At the heart of the story is Matilde, a Brazilian housekeeper who loathes cleaning but finds solace in crafting the perfect joke. She works for Lane, a rigidly composed doctor whose carefully curated life unravels when she learns her husband, Charles, has fallen in love with a cancer patient, Ana. Lane’s sister, Virginia, compensates for her own feelings of inadequacy by obsessively cleaning, conspiring with Matilde to keep Lane’s house in order—both literally and metaphorically. Ruhl orchestrates these characters in an intricate dance of humor and sorrow, punctuated by fantasy sequences that deepen the play’s exploration of love and grief.
The cast delivers a lively and engaging performance, embracing the play’s offbeat rhythms. However, while they bring zest to their roles, the production leans more into the comedy than the deeper emotional undercurrents that make THE CLEAN HOUSE so resonant. Moments of grief, love, and existential reflection feel somewhat underdeveloped, leaving the play’s more poignant themes just out of reach.
The first act is engaging and well-paced, with the cast delivering sharp comedic beats and establishing the play’s delicate balance between humor and melancholy. However, the second act becomes increasingly chaotic, particularly during a surreal surgery scene and moments of heightened theatricality that seem to overwhelm rather than deepen the play’s emotional impact. While this shift reflects Ruhl’s signature style—blurring reality and fantasy to explore love, loss, and control—the production doesn’t always navigate this transition smoothly. As a result, some of the play’s more profound themes risk being lost in the frenzy, leaving the audience entertained but perhaps a bit bewildered.
Michelle Herro brings charm and playfulness to Matilde, effectively capturing her blend of melancholy and mischief, while her untranslated Portuguese jokes reinforce the theme of untranslatable emotions and cultural dissonance.
Debra Rich’s portrayal of Lane begins with icy precision, loosening only as the character’s emotional barriers erode. Her emotional unraveling, central to the play’s exploration of control and vulnerability, is intense. Just as Rich effectively conveys Lane’s initial rigidity, she infuses her character’s eventual breakdown—particularly in the moment when she is forced to confront both her husband’s betrayal and Ana’s mortality—with pathos.

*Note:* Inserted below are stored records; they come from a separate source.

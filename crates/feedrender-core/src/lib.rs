//! Process-wide configuration shared by the feedrender binaries.

pub mod app_config;
pub mod config;

use thiserror::Error;

pub use app_config::{AppConfig, Environment};
pub use config::{load_app_config, load_app_config_from_env};

#[derive(Debug, Error)]
pub enum ConfigError {
    #[error("invalid value for {var}: {reason}")]
    InvalidEnvVar { var: String, reason: String },
}
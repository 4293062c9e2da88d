//! Up-front validation of the user supplied feed URL.

use reqwest::Url;

use crate::error::RenderError;

pub const INVALID_URL: &str = "invalid url";
pub const INVALID_SCHEME: &str = "invalid url protocol, only http and https are allowed";

/// Validate the raw `url` query value without touching the network.
///
/// Returns `Ok(None)` for the empty string, which means no feed was requested.
///
/// # Errors
///
/// Returns [`RenderError::InvalidUrl`] if the value is not an absolute URL or
/// its scheme is anything other than `http` or `https`.
pub fn validate(raw: &str) -> Result<Option<Url>, RenderError> {
    if raw.is_empty() {
        return Ok(None);
    }

    let url = Url::parse(raw).map_err(|_| RenderError::InvalidUrl(INVALID_URL))?;
    match url.scheme() {
        "http" | "https" => Ok(Some(url)),
        _ => Err(RenderError::InvalidUrl(INVALID_SCHEME)),
    }
}
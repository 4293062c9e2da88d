//! Read-only view of a fetched feed.

use chrono::{DateTime, Utc};
use feed_rs::model::{Entry, Feed, Link};

use crate::error::RenderError;

/// A decoded RSS or Atom feed, reduced to what the page shows.
#[derive(Debug, Clone, PartialEq, Eq)]
pub struct ParsedFeed {
    pub title: String,
    pub link: String,
    pub items: Vec<Item>,
}

/// One feed entry. `content` and `description` hold untrusted HTML.
#[derive(Debug, Clone, PartialEq, Eq)]
pub struct Item {
    pub title: String,
    pub link: String,
    pub content: Option<String>,
    pub description: Option<String>,
    pub published: Option<DateTime<Utc>>,
}

impl Item {
    /// The HTML field to render: `content` when non-empty, else `description`.
    #[must_use]
    pub fn body_html(&self) -> &str {
        self.content
            .as_deref()
            .filter(|c| !c.is_empty())
            .or(self.description.as_deref())
            .unwrap_or_default()
    }
}

impl From<Feed> for ParsedFeed {
    fn from(feed: Feed) -> Self {
        Self {
            title: feed.title.map(|t| t.content).unwrap_or_default(),
            link: primary_link(feed.links),
            items: feed.entries.into_iter().map(Item::from).collect(),
        }
    }
}

impl From<Entry> for Item {
    fn from(entry: Entry) -> Self {
        Self {
            title: entry.title.map(|t| t.content).unwrap_or_default(),
            link: primary_link(entry.links),
            content: entry.content.and_then(|c| c.body),
            description: entry.summary.map(|s| s.content),
            published: entry.published.or(entry.updated),
        }
    }
}

/// The human-facing link: the first one without a `rel` or with
/// `rel="alternate"`, else whatever comes first.
///
/// RSS channels often list `<atom:link rel="self">` ahead of `<link>`.
fn primary_link(links: Vec<Link>) -> String {
    let index = links
        .iter()
        .position(|l| l.rel.as_deref().is_none_or(|rel| rel == "alternate"))
        .unwrap_or(0);
    links
        .into_iter()
        .nth(index)
        .map(|l| l.href)
        .unwrap_or_default()
}

/// Decode an RSS or Atom document.
///
/// # Errors
///
/// Returns [`RenderError::Fetch`] with the parser's message if the document is
/// not a recognizable feed.
pub fn parse_feed(body: &[u8]) -> Result<ParsedFeed, RenderError> {
    feed_rs::parser::parse(body)
        .map(ParsedFeed::from)
        .map_err(|e| RenderError::Fetch(format!("failed to parse feed: {e}")))
}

Anne Vogel, as Virginia, is the comedic highlight of the play. She delivers a captivating blend of neuroticism and humor to the play, channeling nervous energy into a performance that underscores the play’s meditation on control and disorder. Her portrayal of Virginia’s compulsive need to clean—perhaps as a way of managing her inner chaos—is both funny and deeply human. Vogel’s comedic timing is impeccable, but it’s her vulnerability, especially in the quieter moments, that adds layers to her character, transforming Virginia from mere comic relief to a figure struggling with her own need for order in a chaotic world.
Charles and Ana, played by Jason Isaak and Kandyce Hughes with a blend of gravitas and lightness, elevate the production’s emotional stakes. Their presence is in marked contrast to the convulsive interactions of the other characters, but they serve to deliver Ruhl’s underlying message about love and life.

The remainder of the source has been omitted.